Качал, потряхивал сидевших парами парней несущийся автобус, коротко, словно огрызаясь, рявкала сирена. За окном поднимались и опускались провода на столбах. С коротким свистом проносились встречные машины. Тарахтящие грузовички, гремя бортами, робко жались к обочине, уступая стержень автострады гладкому, как ракета, автобусу. Семен Батищев, двигая румяными губами, сосал конфетку. Теперь, когда Комова окончательно отчислили, Семен железный кадр в защите, больше ставить некого. Недавно на теоретическом занятии Иван Степанович сказал, что в Вене ему придется взять на себя Ригеля, нападающего австрийцев, грубого, хамоватого, обратившего на себя внимание еще в осеннем матче. И Семен сейчас счастлив настолько, что весь светится.

«А что? – думал Скачков, поглядывая сбоку. – Возьмет и сыграет. На Ригеля только такой и нужен. Сема в случае чего не побоится и кость на кость сыграть. Уж чего-чего, а на испуг его не возьмешь.

Клуб находился в старом железнодорожном поселке. В узких окраинных переулках автобус оказался неуклюжим и громоздким и резко сбавил ход. Мощный мотор, привыкший жрать асфальт прямых разгонистых дорог, заклокотал, завыл, смиряя заключенные в нем силы.

Миновали низкую зеленую ограду заводского стадиона, и многие в автобусе оборотились. Для поселковой ребятни этот участок за деревянным крашеным забором был дом родной. Когда-то и Скачков прошел здесь выучку заворотного мальчишки, бросался в свалку из-за улетевшего с поля мяча. У них тогда были свои кумиры, и каждому из пацанов хотелось подать мяч именно избраннику, чтобы удостоиться хотя бы взгляда. В ту розовую пору мальчишкам верилось, что самым грозным футболистам мира запрещалось бить правой ногой, чтобы не покалечить вратарей, а у некоторых, самых свирепых, на коленке было выколото: «Убью – не отвечаю!» Еще что-то рассказывалось об обезьяне, выдрессированной на вратаря. Непробиваемо стояла в воротах обезьяна! Вспоминать сейчас об этом грустно: как-то слишком быстро и в общем-то совсем незаметно все оказалось позади. Давно ли сердце замирало от тех же баек о дрессированной обезьяне, а вот уж и собственный финиш надвигается, окончательный тираж. Когда только успелось! Все годы, пока он играл и входил в известность, ему казалось, что находится он только у начала увлекательной, счастливой жизни и предела ей, как и своим неизрасходованным силам, впереди не виделось. Жилось легко, бездумно, вокруг кипело окружение друзей, компаний, привычным становилось панибратство известных и влиятельных людей. Но вот нарядный комфортабельный автобус, привыкший к стремительным автострадам, скрипит и фыркает, ныряя в клубах улежавшейся дремучей пыли, а Скачкова не оставляет ощущение, что сегодняшним посещением полузабытого заводского клуба для него как бы замыкается некий круг. И поиграл, и по миру поездил. Мог бы играть в Москве, в команде, ставшей чемпионом, – его тащили в свое время, предлагали переход. А сейчас… Значит, пусть клаксонящий автобус мчит других парней, других счастливцев…

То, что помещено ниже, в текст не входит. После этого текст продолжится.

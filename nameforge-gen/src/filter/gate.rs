//! Batch-level uniqueness gate
//!
//! Tracks names accepted within one batch. A candidate is refused when its
//! normalized form was already accepted, or when it shares too many
//! significant word stems with any single accepted name.

use super::stemmer::{significant_words, stem};
use crate::normalizer::normalize_name;
use crate::params::FilterParams;
use std::collections::HashSet;
use std::fmt;

/// Why the gate refused a candidate
#[derive(Debug, Clone, PartialEq, Eq)]
pub enum GateRejection {
    DuplicateName,
    Overlap {
        with: String,
        shared: usize,
        limit: usize,
    },
}

impl fmt::Display for GateRejection {
    fn fmt(&self, f: &mut fmt::Formatter<'_>) -> fmt::Result {
        match self {
            GateRejection::DuplicateName => write!(f, "duplicate name"),
            GateRejection::Overlap { with, shared, limit } => {
                write!(f, "shares {} of {} allowed stems with '{}'", shared, limit, with)
            }
        }
    }
}

#[derive(Debug, Clone)]
struct AcceptedName {
    display: String,
    stems: HashSet<String>,
}

#[derive(Debug, Clone)]
pub struct BatchGate {
    names: HashSet<String>,
    accepted: Vec<AcceptedName>,
    overlap_ratio: f64,
    overlap_cap: usize,
    min_len: usize,
}

impl BatchGate {
    pub fn new(overlap_ratio: f64, overlap_cap: usize, min_len: usize) -> Self {
        Self {
            names: HashSet::new(),
            accepted: Vec::new(),
            overlap_ratio: overlap_ratio.clamp(0.0, 1.0),
            overlap_cap: overlap_cap.max(1),
            min_len,
        }
    }

    pub fn from_params(params: &FilterParams) -> Self {
        Self::new(params.overlap_ratio, params.overlap_cap, params.significant_min_len)
    }

    /// Shared stems at which a name with `significant` words is refused
    pub fn overlap_limit(&self, significant: usize) -> usize {
        let by_ratio = (self.overlap_ratio * significant as f64).ceil() as usize;
        self.overlap_cap.min(by_ratio.max(1))
    }

    pub fn stems_of(&self, name: &str) -> HashSet<String> {
        significant_words(name, self.min_len)
            .iter()
            .map(|w| stem(w))
            .collect()
    }

    pub fn check(&self, name: &str) -> Option<GateRejection> {
        if self.names.contains(&normalize_name(name)) {
            return Some(GateRejection::DuplicateName);
        }

        let stems = self.stems_of(name);
        // Names with no significant words are judged only on exact match
        if stems.is_empty() {
            return None;
        }

        let limit = self.overlap_limit(stems.len());
        self.accepted.iter().find_map(|other| {
            let shared = stems.intersection(&other.stems).count();
            (shared >= limit).then(|| GateRejection::Overlap {
                with: other.display.clone(),
                shared,
                limit,
            })
        })
    }

    /// Record a name without checking it
    pub fn admit(&mut self, name: &str) {
        self.names.insert(normalize_name(name));
        self.accepted.push(AcceptedName {
            display: name.to_string(),
            stems: self.stems_of(name),
        });
    }

    /// Check and, when clear, record
    pub fn try_admit(&mut self, name: &str) -> Result<(), GateRejection> {
        match self.check(name) {
            Some(rejection) => Err(rejection),
            None => {
                self.admit(name);
                Ok(())
            }
        }
    }

    pub fn len(&self) -> usize {
        self.accepted.len()
    }

    pub fn is_empty(&self) -> bool {
        self.accepted.is_empty()
    }

    /// Distinct stems across every accepted name
    pub fn stem_count(&self) -> usize {
        self.accepted
            .iter()
            .flat_map(|a| a.stems.iter())
            .collect::<HashSet<_>>()
            .len()
    }

    pub fn clear(&mut self) {
        self.names.clear();
        self.accepted.clear();
    }
}

impl Default for BatchGate {
    fn default() -> Self {
        Self::from_params(&FilterParams::default())
    }
}

#[cfg(test)]
mod tests {
    use super::*;

    #[test]
    fn test_overlap_limit() {
        let gate = BatchGate::default();
        assert_eq!(gate.overlap_limit(1), 1);
        assert_eq!(gate.overlap_limit(2), 2);
        assert_eq!(gate.overlap_limit(3), 2);
        assert_eq!(gate.overlap_limit(5), 2);
    }

    #[test]
    fn test_duplicate_ignores_case_and_article() {
        let mut gate = BatchGate::default();
        gate.try_admit("The Velvet Wolves").unwrap();
        assert_eq!(gate.check("velvet wolves"), Some(GateRejection::DuplicateName));
    }

    #[test]
    fn test_overlap_uses_stems() {
        let mut gate = BatchGate::default();
        gate.try_admit("Burning Velvet Horizons").unwrap();

        // "burned" and "horizon" stem onto accepted words
        assert!(matches!(
            gate.check("Burned Glass Horizon"),
            Some(GateRejection::Overlap { shared: 2, limit: 2, .. })
        ));
        assert!(gate.check("Velvet Thunder Parade").is_none());
    }

    #[test]
    fn test_names_without_significant_words_pass() {
        let mut gate = BatchGate::default();
        gate.try_admit("Red Sun").unwrap();
        assert!(gate.check("Red Sky").is_none());
        assert_eq!(gate.check("red sun"), Some(GateRejection::DuplicateName));
    }

    #[test]
    fn test_clear_resets() {
        let mut gate = BatchGate::default();
        gate.try_admit("Silent Harbor").unwrap();
        assert_eq!(gate.len(), 1);
        assert_eq!(gate.stem_count(), 2);
        gate.clear();
        assert!(gate.is_empty());
        assert!(gate.check("Silent Harbor").is_none());
    }
}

За поворотом, в конце улочки, показался клуб, и Николай Иванович, сильно выворачивая руль, разочарованно присвистнул: народу привалило, как на стадион. Сигналя, то и дело тыкаясь, автобус стал пробираться. К окнам снаружи лезли восторженные лица, подпрыгивали, чтобы получше разглядеть. Привычные, равнодушные к проявлению стадного восторга, парни здесь не выдержали и полезли на сиденья. Не жалея пиджаков, они неловко, по самые плечи высовывали в окна руки, подавали вниз. За руку Скачкова непрерывно хватались, пожимали быстрым крепким хватом. Пиджак задрался, накрахмаленный рукав рубашки темнел, чернел, пуговица отлетела. Плевать! Не у него одного… Все-таки Брагин молодец, здорово придумал! Скачков тянулся, стараясь прикоснуться и к тем, которые лезли издали, в спецовках: пришли прямо из цеха, некогда переодеться. Он близко видел, кажется даже узнавал кое-кого, ему казалось, что вокруг одни знакомые лица. Люди в спецовках неожиданно напомнили ему давным-давно забытое ощущение цеха: машинное тепло станков, запах железа, потоки света в оконных проемах, слитное жужжание работы и паровозный свист на заводской железнодорожной ветке.

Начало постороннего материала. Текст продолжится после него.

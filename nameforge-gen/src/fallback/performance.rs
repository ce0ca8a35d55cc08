//! Rolling provider performance
//!
//! Each provider carries an exponential moving average of its success rate
//! and latency. The first sample seeds both averages; providers that were
//! never called rank as perfect so they get a chance to prove themselves.

use serde::Serialize;
use std::collections::HashMap;
use std::sync::Mutex;
use std::time::Duration;

/// Latency at which the ranking penalty reaches its cap
const LATENCY_PENALTY_SCALE_MS: f64 = 20_000.0;
const MAX_LATENCY_PENALTY: f64 = 0.5;

#[derive(Debug, Clone, Copy, PartialEq, Eq, Serialize)]
#[serde(rename_all = "lowercase")]
pub enum HealthStatus {
    Healthy,
    Degraded,
    Poor,
}

impl HealthStatus {
    pub fn from_success_rate(rate: f64) -> Self {
        if rate >= 0.8 {
            HealthStatus::Healthy
        } else if rate >= 0.5 {
            HealthStatus::Degraded
        } else {
            HealthStatus::Poor
        }
    }
}

#[derive(Debug, Clone, Copy, PartialEq)]
struct ProviderEma {
    success_rate: f64,
    latency_ms: f64,
    samples: u64,
}

/// Per-provider entry of the health snapshot
#[derive(Debug, Clone, PartialEq, Serialize)]
#[serde(rename_all = "camelCase")]
pub struct ProviderHealth {
    pub status: HealthStatus,
    pub success_rate: f64,
    pub avg_latency_ms: f64,
    pub samples: u64,
}

pub struct PerformanceTracker {
    alpha: f64,
    entries: Mutex<HashMap<String, ProviderEma>>,
}

impl PerformanceTracker {
    pub fn new(alpha: f64) -> Self {
        Self {
            alpha: if alpha.is_finite() { alpha.clamp(0.01, 1.0) } else { 0.3 },
            entries: Mutex::new(HashMap::new()),
        }
    }

    fn lock(&self) -> std::sync::MutexGuard<'_, HashMap<String, ProviderEma>> {
        self.entries.lock().unwrap_or_else(|p| p.into_inner())
    }

    pub fn record(&self, provider: &str, success: bool, latency: Duration) {
        let sample = if success { 1.0 } else { 0.0 };
        let latency_ms = latency.as_secs_f64() * 1000.0;
        let alpha = self.alpha;

        let mut entries = self.lock();
        match entries.get_mut(provider) {
            Some(ema) => {
                ema.success_rate = alpha * sample + (1.0 - alpha) * ema.success_rate;
                ema.latency_ms = alpha * latency_ms + (1.0 - alpha) * ema.latency_ms;
                ema.samples += 1;
            }
            None => {
                entries.insert(
                    provider.to_string(),
                    ProviderEma {
                        success_rate: sample,
                        latency_ms,
                        samples: 1,
                    },
                );
            }
        }
    }

    /// Ranking score; higher is better
    pub fn score(&self, provider: &str) -> f64 {
        match self.lock().get(provider) {
            Some(ema) => {
                ema.success_rate
                    - (ema.latency_ms / LATENCY_PENALTY_SCALE_MS).min(MAX_LATENCY_PENALTY)
            }
            None => 1.0,
        }
    }

    pub fn success_rate(&self, provider: &str) -> Option<f64> {
        self.lock().get(provider).map(|e| e.success_rate)
    }

    /// Order candidates best-first
    ///
    /// The sort is stable, so equal scores keep the strategy's order and
    /// ordering is deterministic for a given history. A hinted provider
    /// present in the list is moved to the front.
    pub fn rank(&self, candidates: &[String], hint: Option<&str>) -> Vec<String> {
        let mut scored: Vec<(String, f64)> = candidates
            .iter()
            .map(|id| (id.clone(), self.score(id)))
            .collect();
        scored.sort_by(|a, b| b.1.partial_cmp(&a.1).unwrap_or(std::cmp::Ordering::Equal));

        let mut ordered: Vec<String> = scored.into_iter().map(|(id, _)| id).collect();
        if let Some(hint) = hint {
            if let Some(pos) = ordered.iter().position(|id| id == hint) {
                let pinned = ordered.remove(pos);
                ordered.insert(0, pinned);
            }
        }
        ordered
    }

    pub fn health(&self) -> HashMap<String, ProviderHealth> {
        self.lock()
            .iter()
            .map(|(id, ema)| {
                (
                    id.clone(),
                    ProviderHealth {
                        status: HealthStatus::from_success_rate(ema.success_rate),
                        success_rate: ema.success_rate,
                        avg_latency_ms: ema.latency_ms,
                        samples: ema.samples,
                    },
                )
            })
            .collect()
    }
}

– Разворачивай! – скомандовал Иван Степанович шоферу, ужасаясь давке у входных дверей.

В окне второго этажа, над бурлящей толпой, показалось голое темя Ронькина. Он махал автобусу шляпой, показывая куда-то в сторону.

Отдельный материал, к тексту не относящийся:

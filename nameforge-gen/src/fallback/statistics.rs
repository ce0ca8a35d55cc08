//! Per-domain resolution statistics

use crate::types::Domain;
use serde::Serialize;
use std::collections::BTreeMap;
use std::sync::Mutex;

#[derive(Debug, Clone, Default, PartialEq, Serialize)]
#[serde(rename_all = "camelCase")]
pub struct DomainStats {
    pub attempts: u64,
    pub successes: u64,
    pub failures: u64,
    pub emergency_hits: u64,
    /// Mean confidence of successful resolutions
    pub avg_quality: f64,
}

#[derive(Default)]
pub struct FallbackStatistics {
    domains: Mutex<BTreeMap<Domain, DomainStats>>,
}

impl FallbackStatistics {
    pub fn new() -> Self {
        Self::default()
    }

    fn update(&self, domain: Domain, f: impl FnOnce(&mut DomainStats)) {
        let mut domains = self.domains.lock().unwrap_or_else(|p| p.into_inner());
        f(domains.entry(domain).or_default());
    }

    pub fn record_success(&self, domain: Domain, confidence: f64) {
        self.update(domain, |stats| {
            stats.attempts += 1;
            stats.successes += 1;
            let n = stats.successes as f64;
            stats.avg_quality += (confidence - stats.avg_quality) / n;
        });
    }

    /// Emergency hits count as successes served from cache
    pub fn record_emergency(&self, domain: Domain, confidence: f64) {
        self.record_success(domain, confidence);
        self.update(domain, |stats| stats.emergency_hits += 1);
    }

    pub fn record_failure(&self, domain: Domain) {
        self.update(domain, |stats| {
            stats.attempts += 1;
            stats.failures += 1;
        });
    }

    pub fn snapshot(&self) -> BTreeMap<Domain, DomainStats> {
        self.domains
            .lock()
            .unwrap_or_else(|p| p.into_inner())
            .clone()
    }
}
//! Deterministic static names
//!
//! Used as filler when the repetition guard exhausts the attempt budget and
//! as the last-resort phrase when pattern instantiation keeps failing.

use super::inflect::{capitalize, pluralize, title_case};
use super::lexicon::{ADJECTIVES, NOUNS};
use crate::types::ContentType;
use std::collections::HashSet;

const STATIC_BAND_NAMES: &[&str] = &[
    "Glasswing",
    "Static Harbor",
    "Velvet Anchors",
    "Paper Comets",
    "The Hollow Parade",
    "Midnight Cartographers",
    "Copper Lanterns",
    "The Quiet Engines",
    "Saltwater Choir",
    "Northbound Ghosts",
    "The Amber Frontier",
    "Lowlight Society",
    "Tin Orchard",
    "Wild Meridian",
    "The Neon Pilgrims",
    "Cinder and Fern",
    "The Marble Arcade",
    "Distant Signal Union",
    "The Lantern Brigade of Dusk",
];

const STATIC_SONG_TITLES: &[&str] = &[
    "Undertow",
    "Porchlight",
    "Silver Hours",
    "Gravity Letters",
    "Drive Until Morning",
    "Ghosts in the Radio",
    "Slow Burn Summer",
    "Paper Boats",
    "Where the Rivers Bend",
    "Neon Lullaby",
    "Everything Is Static",
    "Hold the Last Light",
    "Coastline",
    "Fading Into Blue",
    "The Long Way Home Tonight",
];

/// Deterministic phrase of exactly `word_count` tokens
///
/// The same `(word_count, seed)` always yields the same phrase.
pub fn structured_phrase(word_count: usize, seed: usize) -> String {
    let adjective = |k: usize| ADJECTIVES[(seed.wrapping_mul(7).wrapping_add(k * 13)) % ADJECTIVES.len()];
    let noun = |k: usize| NOUNS[(seed.wrapping_mul(11).wrapping_add(k * 17)) % NOUNS.len()];

    let words: Vec<String> = match word_count {
        0 => Vec::new(),
        1 => vec![capitalize(noun(0))],
        2 => vec![adjective(0).to_string(), pluralize(noun(0))],
        n => {
            let mut words = vec!["the".to_string()];
            for k in 0..n - 2 {
                words.push(adjective(k).to_string());
            }
            words.push(pluralize(noun(0)));
            words
        }
    };

    title_case(&words.join(" "))
}

/// `n` distinct static names with exactly `word_count` tokens
///
/// Curated names come first (rotated by `offset`), then structured phrases.
pub fn static_names(content_type: ContentType, word_count: usize, n: usize, offset: usize) -> Vec<String> {
    let curated = match content_type {
        ContentType::Band => STATIC_BAND_NAMES,
        ContentType::Song => STATIC_SONG_TITLES,
    };

    let matching: Vec<&str> = curated
        .iter()
        .copied()
        .filter(|name| name.split_whitespace().count() == word_count)
        .collect();

    let mut seen = HashSet::new();
    let mut names = Vec::with_capacity(n);

    if !matching.is_empty() {
        for i in 0..matching.len() {
            if names.len() >= n {
                break;
            }
            let name = matching[(offset + i) % matching.len()].to_string();
            if seen.insert(name.to_lowercase()) {
                names.push(name);
            }
        }
    }

    let mut seed = offset;
    // Bounded: structured phrases cycle, so stop after a generous sweep
    let limit = offset + n * 50 + 100;
    while names.len() < n && seed < limit {
        let name = structured_phrase(word_count, seed);
        if seen.insert(name.to_lowercase()) {
            names.push(name);
        }
        seed += 1;
    }

    names
}

#[cfg(test)]
mod tests {
    use super::*;

    #[test]
    fn test_structured_phrase_word_counts() {
        for n in 1..=10 {
            let phrase = structured_phrase(n, 3);
            assert_eq!(phrase.split_whitespace().count(), n, "'{}'", phrase);
        }
    }

    #[test]
    fn test_structured_phrase_is_deterministic() {
        assert_eq!(structured_phrase(4, 9), structured_phrase(4, 9));
        assert_ne!(structured_phrase(2, 1), structured_phrase(2, 2));
    }

    #[test]
    fn test_static_names_distinct_and_sized() {
        for word_count in 1..=6 {
            let names = static_names(ContentType::Band, word_count, 8, 0);
            assert_eq!(names.len(), 8);
            let unique: HashSet<_> = names.iter().map(|n| n.to_lowercase()).collect();
            assert_eq!(unique.len(), 8);
            assert!(names.iter().all(|n| n.split_whitespace().count() == word_count));
        }
    }

    #[test]
    fn test_curated_names_come_first() {
        let names = static_names(ContentType::Song, 1, 2, 0);
        assert_eq!(names[0], "Undertow");
    }
}
//! Datamuse word-finding API
//!
//! - Vocabulary: words meaning-related to the topic (`ml=`)
//! - Genre: words statistically triggered by the genre name (`rel_trg=`)
//!
//! No API key. Datamuse asks for at most 100k requests per day; the default
//! policy here is well under that.

use super::http::{build_client, map_send_error, read_json};
use super::payload::{DatamusePayload, DatamuseWord};
use super::{ids, Provider, ProviderError, ProviderQuery, RateLimitPolicy, RawPayload};
use crate::types::Domain;
use async_trait::async_trait;
use reqwest::Client;
use std::time::Duration;
use tracing::debug;

const DATAMUSE_BASE_URL: &str = "https://api.datamuse.com";
const DATAMUSE_TIMEOUT: Duration = Duration::from_secs(8);

pub struct DatamuseClient {
    http_client: Client,
    base_url: String,
}

impl DatamuseClient {
    pub fn new() -> Result<Self, ProviderError> {
        Self::with_base_url(DATAMUSE_BASE_URL)
    }

    pub fn with_base_url(base_url: impl Into<String>) -> Result<Self, ProviderError> {
        Ok(Self {
            http_client: build_client(ids::DATAMUSE, DATAMUSE_TIMEOUT)?,
            base_url: base_url.into(),
        })
    }

    fn relation_param(domain: Domain) -> Option<&'static str> {
        match domain {
            Domain::Vocabulary => Some("ml"),
            Domain::Genre => Some("rel_trg"),
            _ => None,
        }
    }
}

#[async_trait]
impl Provider for DatamuseClient {
    fn id(&self) -> &str {
        ids::DATAMUSE
    }

    fn domains(&self) -> &[Domain] {
        &[Domain::Vocabulary, Domain::Genre]
    }

    fn rate_limit_policy(&self) -> RateLimitPolicy {
        RateLimitPolicy::new(4, Duration::from_millis(50), 30, Duration::from_secs(10))
    }

    fn timeout(&self) -> Duration {
        DATAMUSE_TIMEOUT
    }

    async fn fetch(&self, query: &ProviderQuery) -> Result<RawPayload, ProviderError> {
        let relation = Self::relation_param(query.domain).ok_or(ProviderError::Unsupported {
            provider: ids::DATAMUSE.to_string(),
            domain: query.domain,
        })?;

        debug!(domain = %query.domain, text = %query.text, "Querying Datamuse");

        let max = query.max_results.to_string();
        let response = self
            .http_client
            .get(format!("{}/words", self.base_url))
            .query(&[(relation, query.text.as_str()), ("max", max.as_str()), ("md", "p")])
            .send()
            .await
            .map_err(|e| map_send_error(ids::DATAMUSE, DATAMUSE_TIMEOUT, e))?;

        let words: Vec<DatamuseWord> = read_json(ids::DATAMUSE, response).await?;
        if words.is_empty() {
            return Err(ProviderError::EmptyPayload {
                provider: ids::DATAMUSE.to_string(),
            });
        }

        debug!(count = words.len(), "Datamuse query complete");

        Ok(RawPayload::Datamuse(DatamusePayload {
            query: query.text.clone(),
            words,
        }))
    }
}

– Чего он? – спросил Иван Степанович.

– К запасному надо пробиваться, – расшифровал Матвей Матвеич. Автобус образовал в толпе водоворот, густой поток, толкаясь и пыля, повалил за ним следом к боковому входу. В крепкий кузов колотили кулаками.

Попасть в клуб футболистам удалось через запасной вход с помощью милиции.

Помятый Саша Соломин одергивал пиджак и оглядывался на дверь, запертую усилиями нескольких милиционеров. Милиционерам помогал Матвей Матвеич. За дверью раздавались уханье и свист.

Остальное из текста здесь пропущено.